By performing the learning and inference of the deep learning network by using the source image 711 and the masked source depth image 712, the target image 720 with improved quality may be obtained.

When the deep learning network using NeRF is used, a depth image may be obtained as the output of the network. In this case, the deep learning network may be used to generate a source depth image. Also, a target image may be obtained as a depth image. In this case, the target image may be used as a depth image for 3D reconstruction. That is, it may be possible to perform an entire process for generating a 3D model without an additional module for generating a depth image.

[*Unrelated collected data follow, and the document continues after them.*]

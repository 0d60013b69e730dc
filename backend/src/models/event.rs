//! Event logging for state-change notifications.
//!
//! Every component owns an append-only `EventLog`. External collaborators
//! (display layers, indexers) never read component storage directly; they
//! poll the logs with a cursor and react to what they see.
//!
//! # Event Types
//!
//! - **Ledger**: `Transfer`, `Approval`, `IssuerSet`
//! - **Issuer**: `TokenPurchased`, `FundsWithdrawn`
//! - **Queue**: `UserRegistered`, `UserWithdrew`, `UserRemoved`,
//!   `Initialized`, `Upgraded`
//!
//! An event is only logged once the call that produced it has succeeded, so
//! a failed call never leaves a trace in any log.
//!
//! # Example
//!
//! ```rust
//! use waitlist_core_rs::{Account, Event, EventLog};
//!
//! let mut log = EventLog::new();
//! log.log(Event::UserRegistered {
//!     account: Account::new("0xa11ce"),
//!     position: 1,
//! });
//!
//! assert_eq!(log.len(), 1);
//! assert_eq!(log.since(0)[0].event.event_type(), "UserRegistered");
//! ```

use crate::core::account::{Account, Amount};
use serde::{Deserialize, Serialize};

/// Notification emitted by a successful state-changing call.
#[derive(Debug, Clone, PartialEq, Eq, Serialize, Deserialize)]
pub enum Event {
    /// Credits moved; `from` is the null account for mints
    Transfer {
        from: Account,
        to: Account,
        amount: Amount,
    },

    /// Allowance overwritten
    Approval {
        owner: Account,
        spender: Account,
        amount: Amount,
    },

    /// Minter configured (happens once)
    IssuerSet { issuer: Account },

    /// Credits sold; `amount` is what was minted, not the new balance
    TokenPurchased { buyer: Account, amount: Amount },

    /// Accumulated payment paid out to the custodian
    FundsWithdrawn { custodian: Account, amount: Amount },

    /// Account joined the queue at a 1-indexed position
    UserRegistered { account: Account, position: usize },

    /// Account left voluntarily and received the partial refund
    UserWithdrew { account: Account, refund: Amount },

    /// Head of the queue evicted by the custodian (full refund)
    UserRemoved { account: Account },

    /// Queue storage initialized
    Initialized { version: u8 },

    /// Queue logic re-attached to existing storage
    Upgraded { version: String },
}

impl Event {
    /// Get a short description of the event type
    pub fn event_type(&self) -> &'static str {
        match self {
            Event::Transfer { .. } => "Transfer",
            Event::Approval { .. } => "Approval",
            Event::IssuerSet { .. } => "IssuerSet",
            Event::TokenPurchased { .. } => "TokenPurchased",
            Event::FundsWithdrawn { .. } => "FundsWithdrawn",
            Event::UserRegistered { .. } => "UserRegistered",
            Event::UserWithdrew { .. } => "UserWithdrew",
            Event::UserRemoved { .. } => "UserRemoved",
            Event::Initialized { .. } => "Initialized",
            Event::Upgraded { .. } => "Upgraded",
        }
    }

    /// Whether the event names `account` in any of its fields
    pub fn involves(&self, account: &Account) -> bool {
        match self {
            Event::Transfer { from, to, .. } => from == account || to == account,
            Event::Approval { owner, spender, .. } => owner == account || spender == account,
            Event::IssuerSet { issuer } => issuer == account,
            Event::TokenPurchased { buyer, .. } => buyer == account,
            Event::FundsWithdrawn { custodian, .. } => custodian == account,
            Event::UserRegistered { account: a, .. }
            | Event::UserWithdrew { account: a, .. }
            | Event::UserRemoved { account: a } => a == account,
            Event::Initialized { .. } | Event::Upgraded { .. } => false,
        }
    }
}

/// An event together with its position in the log.
#[derive(Debug, Clone, PartialEq, Eq, Serialize, Deserialize)]
pub struct EventRecord {
    pub seq: u64,
    pub event: Event,
}

/// Append-only event log.
///
/// Sequence numbers start at 0 and keep increasing even across `clear`, so
/// a cursor held by a collaborator never points at a different event.
#[derive(Debug, Clone, Default, PartialEq, Eq, Serialize, Deserialize)]
pub struct EventLog {
    records: Vec<EventRecord>,
    next_seq: u64,
}

impl EventLog {
    /// Create a new empty event log
    pub fn new() -> Self {
        Self::default()
    }

    /// Append an event, returning its sequence number
    pub fn log(&mut self, event: Event) -> u64 {
        let seq = self.next_seq;
        self.records.push(EventRecord { seq, event });
        self.next_seq += 1;
        seq
    }

    pub fn len(&self) -> usize {
        self.records.len()
    }

    pub fn is_empty(&self) -> bool {
        self.records.is_empty()
    }

    /// Sequence number the next event will receive
    pub fn cursor(&self) -> u64 {
        self.next_seq
    }

    /// All retained records
    pub fn records(&self) -> &[EventRecord] {
        &self.records
    }

    /// Records with `seq >= cursor`
    pub fn since(&self, cursor: u64) -> &[EventRecord] {
        let start = self.records.partition_point(|r| r.seq < cursor);
        &self.records[start..]
    }

    /// Most recent event, if any
    pub fn last(&self) -> Option<&Event> {
        self.records.last().map(|r| &r.event)
    }

    /// Get events of a specific type
    pub fn events_of_type(&self, event_type: &str) -> Vec<&Event> {
        self.records
            .iter()
            .map(|r| &r.event)
            .filter(|e| e.event_type() == event_type)
            .collect()
    }

    /// Get events naming a specific account
    pub fn events_for_account(&self, account: &Account) -> Vec<&Event> {
        self.records
            .iter()
            .map(|r| &r.event)
            .filter(|e| e.involves(account))
            .collect()
    }

    /// Drop retained records (sequence numbering continues)
    pub fn clear(&mut self) {
        self.records.clear();
    }
}

#[cfg(test)]
mod tests {
    use super::*;

    fn registered(id: &str, position: usize) -> Event {
        Event::UserRegistered {
            account: Account::new(id),
            position,
        }
    }

    #[test]
    fn test_event_type() {
        let event = Event::TokenPurchased {
            buyer: Account::new("0xa"),
            amount: 1,
        };

        assert_eq!(event.event_type(), "TokenPurchased");
    }

    #[test]
    fn test_transfer_involves_both_sides() {
        let event = Event::Transfer {
            from: Account::new("0xa"),
            to: Account::new("0xb"),
            amount: 5,
        };

        assert!(event.involves(&Account::new("0xa")));
        assert!(event.involves(&Account::new("0xb")));
        assert!(!event.involves(&Account::new("0xc")));
    }

    #[test]
    fn test_event_log_assigns_increasing_sequence() {
        let mut log = EventLog::new();

        assert_eq!(log.log(registered("0xa", 1)), 0);
        assert_eq!(log.log(registered("0xb", 2)), 1);
        assert_eq!(log.cursor(), 2);
        assert_eq!(log.len(), 2);
    }

    #[test]
    fn test_since_returns_suffix() {
        let mut log = EventLog::new();
        log.log(registered("0xa", 1));
        log.log(registered("0xb", 2));
        log.log(Event::UserRemoved {
            account: Account::new("0xa"),
        });

        let tail = log.since(1);
        assert_eq!(tail.len(), 2);
        assert_eq!(tail[0].seq, 1);
        assert!(log.since(3).is_empty());
    }

    #[test]
    fn test_event_log_query_by_type_and_account() {
        let mut log = EventLog::new();
        log.log(registered("0xa", 1));
        log.log(registered("0xb", 2));
        log.log(Event::UserWithdrew {
            account: Account::new("0xa"),
            refund: 5,
        });

        assert_eq!(log.events_of_type("UserRegistered").len(), 2);
        assert_eq!(log.events_for_account(&Account::new("0xa")).len(), 2);
    }

    #[test]
    fn test_clear_keeps_sequence_running() {
        let mut log = EventLog::new();
        log.log(registered("0xa", 1));
        log.clear();

        assert!(log.is_empty());
        assert_eq!(log.log(registered("0xb", 1)), 1);
        assert_eq!(log.since(0).len(), 1);
    }
}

FIG. 8 is a diagram illustrating a 3D reconstructor 850 and a 3D reconstruction evaluator 860 according to an embodiment.

The 3D reconstructor 850 may generate a 3D model of an object by 3D reconstruction based on source images 811 and target images 812. When a depth image is used for 3D reconstruction, the 3D reconstructor 850 may convert the source images 811 and the target images 812 into a depth image. Alternatively, when the target images 812 are generated as a depth image by the view synthesizer, the 3D reconstructor 850 may directly use the target images 812 for 3D reconstruction. Alternatively, when source depth images are generated by the view synthesizer, the 3D reconstructor 850 may receive the source depth images and use the source depth images for 3D reconstruction.

The 3D reconstruction evaluator 860 may evaluate the quality of the 3D model generated by the 3D reconstructor 850. The evaluation result of the 3D reconstruction evaluator 860 may be fed back to a target viewpoint generator 820. The target viewpoint generator 820 may generate additional target viewpoints based on the evaluation result of the 3D reconstruction.

FIG. 9 is a diagram illustrating a method of generating an additional target viewpoint based on an evaluation result of 3D reconstruction according to an embodiment.

The processor 110 may sense a defective region of a 3D model. The defective region may refer to a region in which the 3D model is incompletely reconstructed.

In an embodiment, the processor 110 may sense a defective region based on the evaluation result of the 3D reconstruction. For example, the processor 110 may sense a region in the 3D model where the size of a hole is greater than a reference value as a defective region. A 3D model 920 and a defective region 921 are illustrated on the left side of FIG. 9.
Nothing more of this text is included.